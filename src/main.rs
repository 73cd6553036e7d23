//! pokepricer — Pokemon card price aggregator
//!
//! Entry point. Initialises structured logging, loads configuration,
//! registers the price sources and either prices a single card given on
//! the command line or runs an interactive prompt loop.
//!
//! Usage:
//!   pokepricer [--json] <card name> [language] [condition]
//!   pokepricer            (interactive)

use anyhow::{Context, Result};
use std::io::Write;
use std::time::Duration;
use tokio::io::{AsyncBufReadExt, BufReader, Lines, Stdin};
use tracing::info;

use pokepricer::config;
use pokepricer::engine::aggregator::PriceAggregator;
use pokepricer::sources::build_sources;
use pokepricer::sources::ebay::EbayCondition;
use pokepricer::types::PriceQuery;

const BANNER: &str = r#"
  ╔════════════════════════════════════════════════════════╗
  ║          POKEMON CARD PRICING TOOL                     ║
  ║  Get prices from eBay, TCGPlayer & more!               ║
  ╚════════════════════════════════════════════════════════╝
"#;

const DEFAULT_CONFIG_PATH: &str = "config.toml";

#[tokio::main]
async fn main() -> Result<()> {
    // Load .env file if present (non-fatal if missing)
    let _ = dotenv::dotenv();

    let config_path =
        std::env::var("POKEPRICER_CONFIG").unwrap_or_else(|_| DEFAULT_CONFIG_PATH.to_string());
    init_logging();

    let cfg = config::AppConfig::load_or_default(&config_path)?;

    let sources = build_sources(&cfg.sources)?;
    let aggregator = PriceAggregator::new(
        sources,
        Duration::from_secs(cfg.aggregator.source_timeout_secs),
    );
    info!(
        name = %cfg.app.name,
        sources = ?aggregator.source_names(),
        timeout_secs = cfg.aggregator.source_timeout_secs,
        "pokepricer ready"
    );

    let mut args: Vec<String> = std::env::args().skip(1).collect();
    let json = args.first().is_some_and(|a| a == "--json");
    if json {
        args.remove(0);
    }

    if let Some(card_name) = args.first() {
        let query = PriceQuery::new(
            card_name,
            args.get(1).map(String::as_str),
            args.get(2).map(String::as_str),
        )?;
        let result = aggregator.aggregate(&query).await;
        if json {
            let body = serde_json::to_string_pretty(&result)
                .context("Failed to serialise pricing result")?;
            println!("{body}");
        } else {
            println!("\n{result}\n");
        }
        return Ok(());
    }

    println!("{BANNER}");
    tokio::select! {
        res = interactive(&aggregator) => res?,
        _ = tokio::signal::ctrl_c() => {
            info!("Shutdown signal received.");
        }
    }

    println!("\nThank you for using Pokemon Card Pricing Tool!");
    Ok(())
}

/// Prompt for cards until the user quits or stdin closes.
async fn interactive(aggregator: &PriceAggregator) -> Result<()> {
    let mut lines = BufReader::new(tokio::io::stdin()).lines();

    loop {
        let Some(card_name) =
            prompt(&mut lines, "\nEnter Pokemon card name (or 'quit' to exit): ").await?
        else {
            return Ok(());
        };

        if matches!(card_name.to_lowercase().as_str(), "quit" | "exit" | "q") {
            return Ok(());
        }
        if card_name.is_empty() {
            println!("Please enter a valid card name.");
            continue;
        }

        println!("\nAvailable languages: English, Japanese, French, German, Spanish, Italian, etc.");
        let language = prompt(&mut lines, "Enter card language (default: English): ")
            .await?
            .unwrap_or_default();

        println!("\nAvailable conditions:");
        for condition in EbayCondition::ALL {
            println!("  - {condition}");
        }
        let condition = prompt(&mut lines, "Enter card condition (default: Near Mint): ")
            .await?
            .unwrap_or_default();

        match PriceQuery::new(&card_name, Some(&language), Some(&condition)) {
            Ok(query) => {
                let result = aggregator.aggregate(&query).await;
                println!("\n{result}\n");
            }
            Err(e) => println!("{e}"),
        }

        let again = prompt(&mut lines, "Search for another card? (y/n): ")
            .await?
            .unwrap_or_default()
            .to_lowercase();
        if !matches!(again.as_str(), "y" | "yes" | "") {
            return Ok(());
        }
    }
}

/// Print a prompt and read one trimmed line; `None` at end of input.
async fn prompt(lines: &mut Lines<BufReader<Stdin>>, text: &str) -> Result<Option<String>> {
    print!("{text}");
    std::io::stdout().flush().context("Failed to flush stdout")?;
    let line = lines.next_line().await.context("Failed to read stdin")?;
    Ok(line.map(|l| l.trim().to_string()))
}

/// Initialise the `tracing` subscriber.
fn init_logging() {
    use tracing_subscriber::{fmt, EnvFilter};

    let env_filter = EnvFilter::try_from_default_env()
        .unwrap_or_else(|_| EnvFilter::new("pokepricer=info"));

    let json_logging = std::env::var("POKEPRICER_LOG_JSON").is_ok();

    if json_logging {
        fmt()
            .json()
            .with_env_filter(env_filter)
            .with_target(true)
            .with_thread_ids(true)
            .with_writer(std::io::stderr)
            .init();
    } else {
        fmt()
            .with_env_filter(env_filter)
            .with_target(true)
            .with_writer(std::io::stderr)
            .init();
    }
}
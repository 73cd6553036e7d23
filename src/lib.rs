//! pokepricer — Pokemon card price aggregator
//!
//! Library crate exposing all modules for use by integration tests
//! and the binary entry point.

pub mod config;
pub mod types;
pub mod sources;
pub mod engine;
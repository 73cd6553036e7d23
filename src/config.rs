//! Configuration loading from TOML with environment variable resolution.
//!
//! Reads `config.toml` and deserializes into strongly-typed structs.
//! Every section has defaults, so a partial (or empty) file is valid.
//! Secrets (the eBay app id) are referenced by env-var name in the config
//! and resolved at runtime via `std::env::var`.

use anyhow::{Context, Result};
use serde::Deserialize;
use std::fs;
use std::io::ErrorKind;
use tracing::warn;

use crate::types::PricerError;

/// eBay's Finding API caps `paginationInput.entriesPerPage` at 100.
const MAX_EBAY_ENTRIES_PER_PAGE: u32 = 100;

/// Top-level application configuration.
#[derive(Debug, Deserialize, Clone, Default)]
#[serde(default)]
pub struct AppConfig {
    pub app: GeneralConfig,
    pub aggregator: AggregatorConfig,
    pub sources: SourcesConfig,
}

#[derive(Debug, Deserialize, Clone)]
#[serde(default)]
pub struct GeneralConfig {
    pub name: String,
}

impl Default for GeneralConfig {
    fn default() -> Self {
        Self {
            name: "pokepricer".to_string(),
        }
    }
}

#[derive(Debug, Deserialize, Clone)]
#[serde(default)]
pub struct AggregatorConfig {
    /// Upper bound on a single source lookup.
    pub source_timeout_secs: u64,
}

impl Default for AggregatorConfig {
    fn default() -> Self {
        Self {
            source_timeout_secs: 8,
        }
    }
}

#[derive(Debug, Deserialize, Clone, Default)]
#[serde(default)]
pub struct SourcesConfig {
    pub ebay: EbayConfig,
    pub tcgplayer: TcgPlayerConfig,
}

#[derive(Debug, Deserialize, Clone)]
#[serde(default)]
pub struct EbayConfig {
    pub enabled: bool,
    /// Name of the env var holding the eBay application id.
    pub app_id_env: String,
    pub base_url: String,
    pub entries_per_page: u32,
    pub timeout_secs: u64,
}

impl Default for EbayConfig {
    fn default() -> Self {
        Self {
            enabled: true,
            app_id_env: "EBAY_APP_ID".to_string(),
            base_url: crate::sources::ebay::DEFAULT_BASE_URL.to_string(),
            entries_per_page: crate::sources::ebay::DEFAULT_ENTRIES_PER_PAGE,
            timeout_secs: 10,
        }
    }
}

#[derive(Debug, Deserialize, Clone)]
#[serde(default)]
pub struct TcgPlayerConfig {
    pub enabled: bool,
    pub base_url: String,
    pub user_agent: String,
    pub timeout_secs: u64,
}

impl Default for TcgPlayerConfig {
    fn default() -> Self {
        Self {
            enabled: true,
            base_url: crate::sources::tcgplayer::DEFAULT_BASE_URL.to_string(),
            user_agent: crate::sources::tcgplayer::DEFAULT_USER_AGENT.to_string(),
            timeout_secs: 10,
        }
    }
}

impl AppConfig {
    /// Load configuration from a TOML file.
    pub fn load(path: &str) -> Result<Self> {
        let contents = fs::read_to_string(path)
            .with_context(|| format!("Failed to read config file: {path}"))?;
        Self::from_toml_str(&contents)
            .with_context(|| format!("Failed to parse config file: {path}"))
    }

    /// Like [`AppConfig::load`], but a missing file yields the defaults.
    pub fn load_or_default(path: &str) -> Result<Self> {
        match fs::read_to_string(path) {
            Ok(contents) => Self::from_toml_str(&contents)
                .with_context(|| format!("Failed to parse config file: {path}")),
            Err(e) if e.kind() == ErrorKind::NotFound => {
                warn!(path, "Config file not found, using defaults");
                Ok(Self::default())
            }
            Err(e) => Err(e).with_context(|| format!("Failed to read config file: {path}")),
        }
    }

    /// Parse configuration from TOML text.
    pub fn from_toml_str(contents: &str) -> Result<Self> {
        let config: AppConfig = toml::from_str(contents)?;
        config.validate()?;
        Ok(config)
    }

    /// Reject values that would make every lookup fail or time out at once.
    pub fn validate(&self) -> Result<(), PricerError> {
        if self.aggregator.source_timeout_secs == 0 {
            return Err(PricerError::Config(
                "aggregator.source_timeout_secs must be greater than 0".to_string(),
            ));
        }
        let ebay = &self.sources.ebay;
        if !(1..=MAX_EBAY_ENTRIES_PER_PAGE).contains(&ebay.entries_per_page) {
            return Err(PricerError::Config(format!(
                "sources.ebay.entries_per_page must be between 1 and {MAX_EBAY_ENTRIES_PER_PAGE}"
            )));
        }
        if ebay.timeout_secs == 0 || self.sources.tcgplayer.timeout_secs == 0 {
            return Err(PricerError::Config(
                "source timeout_secs must be greater than 0".to_string(),
            ));
        }
        Ok(())
    }

    /// Resolve an environment variable name to its value.
    /// Useful for loading secrets referenced in the config.
    pub fn resolve_env(env_name: &str) -> Result<String> {
        std::env::var(env_name)
            .with_context(|| format!("Environment variable not set: {env_name}"))
    }
}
#####
:: Activity ::
Go through the material above line by line and work out how many lines contain the word "English"; give only that number.

:: Exercise response ::
2